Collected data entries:
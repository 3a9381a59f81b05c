use crate::icmp::AddressFamily;
use std::io;

pub type PingResult<T> = std::result::Result<T, PingError>;

#[derive(Debug, thiserror::Error)]
pub enum PingError {
    #[error("too many addresses: got {count}, at most {max} are supported")]
    TooManyAddresses { count: usize, max: usize },

    #[error("could not open {family} socket: {source}")]
    SocketOpen {
        family: AddressFamily,
        #[source]
        source: io::Error,
    },

    #[error("could not resolve address {address:?}: {source}")]
    Resolve {
        address: String,
        #[source]
        source: io::Error,
    },

    #[error("address {address:?} did not resolve to any IP address")]
    NoAddress { address: String },

    #[error("malformed packet: {0}")]
    MalformedPacket(String),

    #[error("insufficient data received: got {len} bytes, expected at least {expected}")]
    PayloadTooShort { len: usize, expected: usize },

    #[error(transparent)]
    Io(#[from] io::Error),
}

#[cfg(test)]
mod tests {
    use super::*;
    use std::error::Error;
    use std::io::ErrorKind;

    #[test]
    fn fmt_too_many_addresses() {
        let ping_error = PingError::TooManyAddresses { count: 70000, max: 65535 };
        assert_eq!("too many addresses: got 70000, at most 65535 are supported", format!("{ping_error}"));
    }

    #[test]
    fn fmt_socket_open_names_family() {
        let ping_error =
            PingError::SocketOpen { family: AddressFamily::V6, source: io::Error::from(ErrorKind::PermissionDenied) };
        assert!(format!("{ping_error}").starts_with("could not open IPv6 socket"));
        assert!(ping_error.source().is_some());
    }

    #[test]
    fn fmt_payload_too_short() {
        let ping_error = PingError::PayloadTooShort { len: 4, expected: 16 };
        assert_eq!("insufficient data received: got 4 bytes, expected at least 16", format!("{ping_error}"));
        assert!(ping_error.source().is_none());
    }

    #[test]
    fn ping_error_from_std_io_error() {
        let std_io_error = io::Error::new(ErrorKind::Other, "simulated");
        let ping_error: PingError = PingError::from(std_io_error);
        assert!(matches!(ping_error, PingError::Io(_)));
        assert_eq!("simulated", format!("{ping_error}"));
    }
}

● **PROBLEM TO WORK ON**: The stretch of entries above that starts with the line containing "usize, expected: usize" and goes on through the line containing "not open IPv6" is to be transcribed exactly, and no other line is to be transcribed.

● **SOLUTION FOR THIS PROBLEM**:
    PayloadTooShort { len: usize, expected: usize },

    #[error(transparent)]
    Io(#[from] io::Error),
}

#[cfg(test)]
mod tests {
    use super::*;
    use std::error::Error;
    use std::io::ErrorKind;

    #[test]
    fn fmt_too_many_addresses() {
        let ping_error = PingError::TooManyAddresses { count: 70000, max: 65535 };
        assert_eq!("too many addresses: got 70000, at most 65535 are supported", format!("{ping_error}"));
    }

    #[test]
    fn fmt_socket_open_names_family() {
        let ping_error =
            PingError::SocketOpen { family: AddressFamily::V6, source: io::Error::from(ErrorKind::PermissionDenied) };
        assert!(format!("{ping_error}").starts_with("could not open IPv6 socket"));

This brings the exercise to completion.